The new number does not include an estimated 1,540 aircraft needed by Russian carriers. Manufacturers are not permitted to sell aircraft to Russian entities based on the ongoing aggression the country has leveled on Ukraine.

Shorter term, 10-year demand inched up to 19,575 units; a projection that also excludes Russia. Single engine aircraft are expected to make up 75% of the demand, with over half being replacement aircraft and not fleet additions. Wide-body aircraft demand is just 17% of the total, numbering 7230.

"That's a function of a depressed environment in 2021 falling off and a new trend year in 2031 being added," Darren Hulst, Boeing vice president for commercial marketing, told reporers in a briefing ahead of the Sunday release. "It comes very close to our 2019" outlook if Russia was included.

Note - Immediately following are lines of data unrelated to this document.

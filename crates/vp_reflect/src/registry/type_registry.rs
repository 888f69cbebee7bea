use std::fmt;
use std::sync::Arc;

use vp_utils::hash::{HashMap, HashSet};
use vp_utils::sync::{LazyLock, RwLock, RwLockReadGuard, RwLockWriteGuard, read, write};

use crate::info::TypeInfo;
use crate::ty::Type;

// -----------------------------------------------------------------------------
// TypeRegistry

/// A table of registered [`TypeInfo`]s.
///
/// Types are indexed by handle, by canonical path and by simple name.
/// A simple name shared by several types is ambiguous and can only be
/// reached by path.
///
/// # Examples
///
/// ```
/// use vp_reflect::info::TypeInfo;
/// use vp_reflect::registry::TypeRegistry;
/// use vp_reflect::ty::Type;
///
/// let mut registry = TypeRegistry::new();
/// registry.register(TypeInfo::class("a.Point"));
/// registry.register(TypeInfo::class("b.Point"));
///
/// assert!(registry.get_with_type_path("a.Point").is_some());
/// assert!(registry.get_with_type_name("Point").is_none());
/// assert!(registry.is_ambiguous("Point"));
/// assert!(registry.contains(&Type::String));
/// ```
pub struct TypeRegistry {
    types: HashMap<Type, Arc<TypeInfo>>,
    type_path_to_type: HashMap<Arc<str>, Type>,
    type_name_to_type: HashMap<Arc<str>, Type>,
    ambiguous_names: HashSet<Arc<str>>,
    auto_registered: bool,
}

impl Default for TypeRegistry {
    #[inline]
    fn default() -> Self {
        Self::new()
    }
}

impl TypeRegistry {
    /// Creates a registry without any types.
    pub fn empty() -> Self {
        Self {
            types: HashMap::default(),
            type_path_to_type: HashMap::default(),
            type_name_to_type: HashMap::default(),
            ambiguous_names: HashSet::default(),
            auto_registered: false,
        }
    }

    /// Creates a registry holding the builtin `core` types.
    pub fn new() -> Self {
        let mut registry = Self::empty();
        for info in super::builtins::core_types() {
            registry.register(info);
        }
        registry
    }

    // # Validity
    // The type must **not** already exist.
    fn add_new_type_indices(&mut self, info: &TypeInfo) {
        let name: Arc<str> = Arc::from(info.name());

        if !self.ambiguous_names.contains(&name) {
            if self.type_name_to_type.contains_key(&name) {
                self.type_name_to_type.remove(&name);
                self.ambiguous_names.insert(name);
            } else {
                self.type_name_to_type.insert(name, info.ty().clone());
            }
        }

        self.type_path_to_type
            .insert(Arc::from(info.path()), info.ty().clone());
    }

    /// Registers a type.
    ///
    /// - If the type already exists, nothing happens and `false` is returned.
    /// - Otherwise the table is inserted and `true` is returned.
    pub fn register(&mut self, info: TypeInfo) -> bool {
        if self.types.contains_key(info.ty()) {
            return false;
        }
        log::trace!("registering type `{}`", info.path());
        self.add_new_type_indices(&info);
        self.types.insert(info.ty().clone(), Arc::new(info));
        true
    }

    /// Registers a type, replacing an existing table.
    pub fn insert(&mut self, info: TypeInfo) {
        if !self.types.contains_key(info.ty()) {
            self.add_new_type_indices(&info);
        }
        self.types.insert(info.ty().clone(), Arc::new(info));
    }

    /// Registers every type submitted with [`register_type!`](crate::register_type).
    ///
    /// Returns `false` if static registration is unavailable, either because
    /// the `auto_register` feature is disabled or the platform lacks support.
    /// Repeated calls are cheap.
    #[cfg(feature = "auto_register")]
    pub fn auto_register(&mut self) -> bool {
        use super::auto_register;

        if self.auto_registered {
            return true;
        }
        if !auto_register::is_available() {
            return false;
        }
        let mut count = 0_usize;
        for registration in auto_register::registrations() {
            if self.register(registration.build()) {
                count += 1;
            }
        }
        log::debug!("auto registered {count} types");
        self.auto_registered = true;
        true
    }

    /// Registers every type submitted with `register_type!`.
    ///
    /// The `auto_register` feature is disabled, so this always returns `false`.
    #[cfg(not(feature = "auto_register"))]
    #[inline(always)]
    pub fn auto_register(&mut self) -> bool {
        let _ = self.auto_registered;
        false
    }

    #[inline]
    pub fn contains(&self, ty: &Type) -> bool {
        self.types.contains_key(ty)
    }

    #[inline]
    pub fn get(&self, ty: &Type) -> Option<&Arc<TypeInfo>> {
        self.types.get(ty)
    }

    pub fn get_with_type_path(&self, type_path: &str) -> Option<&Arc<TypeInfo>> {
        // Manual inline
        match self.type_path_to_type.get(type_path) {
            Some(ty) => self.get(ty),
            None => None,
        }
    }

    pub fn get_with_type_name(&self, type_name: &str) -> Option<&Arc<TypeInfo>> {
        match self.type_name_to_type.get(type_name) {
            Some(ty) => self.get(ty),
            None => None,
        }
    }

    pub fn is_ambiguous(&self, type_name: &str) -> bool {
        self.ambiguous_names.contains(type_name)
    }

    #[inline]
    pub fn len(&self) -> usize {
        self.types.len()
    }

    pub fn iter(&self) -> impl ExactSizeIterator<Item = &Arc<TypeInfo>> {
        self.types.values()
    }
}

impl fmt::Debug for TypeRegistry {
    fn fmt(&self, f: &mut fmt::Formatter<'_>) -> fmt::Result {
        f.debug_set().entries(self.type_path_to_type.keys()).finish()
    }
}

// -----------------------------------------------------------------------------
// TypeRegistryArc

/// A shared [`TypeRegistry`].
///
/// Locks are poison tolerant: a panic while holding the write lock leaves
/// a registry that is still readable.
#[derive(Clone, Default)]
pub struct TypeRegistryArc {
    pub internal: Arc<RwLock<TypeRegistry>>,
}

impl TypeRegistryArc {
    pub fn new(registry: TypeRegistry) -> Self {
        Self {
            internal: Arc::new(RwLock::new(registry)),
        }
    }

    #[inline]
    pub fn read(&self) -> RwLockReadGuard<'_, TypeRegistry> {
        read(&self.internal)
    }

    #[inline]
    pub fn write(&self) -> RwLockWriteGuard<'_, TypeRegistry> {
        write(&self.internal)
    }
}

impl fmt::Debug for TypeRegistryArc {
    fn fmt(&self, f: &mut fmt::Formatter<'_>) -> fmt::Result {
        fmt::Debug::fmt(&*self.read(), f)
    }
}

/// The process-wide registry.
///
/// Holds the builtin `core` types plus everything submitted through
/// [`register_type!`](crate::register_type). Class lookups that fail in a
/// scope's own registry retry here once.
pub fn system() -> &'static TypeRegistryArc {
    static SYSTEM: LazyLock<TypeRegistryArc> = LazyLock::new(|| {
        let mut registry = TypeRegistry::new();
        registry.auto_register();
        TypeRegistryArc::new(registry)
    });
    &SYSTEM
}

#[cfg(test)]
mod tests {
    use super::{TypeRegistry, TypeRegistryArc};
    use crate::info::{FieldInfo, TypeInfo};
    use crate::ty::Type;

    #[test]
    fn register_keeps_the_first_table() {
        let mut registry = TypeRegistry::empty();
        assert!(registry.register(TypeInfo::class("demo.A")));
        assert!(!registry.register(
            TypeInfo::class("demo.A").with_field(FieldInfo::constant("X", Type::INT, 1))
        ));
        let info = registry.get(&Type::named("demo.A")).unwrap();
        assert!(info.fields().is_empty());

        registry.insert(TypeInfo::class("demo.A").with_field(FieldInfo::constant("X", Type::INT, 1)));
        let info = registry.get_with_type_name("A").unwrap();
        assert_eq!(info.fields().len(), 1);
        assert_eq!(registry.len(), 1);
    }

    #[test]
    fn builtins_are_indexed_by_name_and_path() {
        let registry = TypeRegistry::new();
        for path in ["core.Object", "core.String", "core.Integer", "core.Math", "core.Class"] {
            assert!(registry.get_with_type_path(path).is_some(), "{path}");
        }
        assert_eq!(registry.get_with_type_name("Integer").unwrap().ty(), &Type::from_path("core.Integer"));
    }

    #[test]
    fn shared_registry_is_writable() {
        let shared = TypeRegistryArc::default();
        shared.write().register(TypeInfo::class("demo.B"));
        assert!(shared.read().contains(&Type::named("demo.B")));
    }

    #[test]
    fn system_registry_has_core_types() {
        assert!(super::system().read().contains(&Type::Map));
    }
}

The new forecast still almost doubles the global airline fleet in the next twenty years as airlines welcome an increase in travel demand as the world emerges from the COVID-19 pandemic that all but grounded global air travel.

Boeing projects that global freighter fleets will grow by 80% over the next two decades. The company believes air cargo business has benefitted from e-commerce networks shift from air to sea. Although air cargo still accounts for only 1% of global trade.

Boeing has been grappling with the same supply shortages that other manufacturers have had to endure. In addition, the compnay is plagued by manufacturing problems with their flagship 787 Dreamliner, 737 MAX certification, and delays in the introduction of the highly anticipated 777X. Competition from Airbus SE, the multinational European aerospace company is also a concern for the over 100-year old company.  The introduction of the Airbus NEO is viewed as significant threat to Boeing's dominance of single-aisle airplane sales.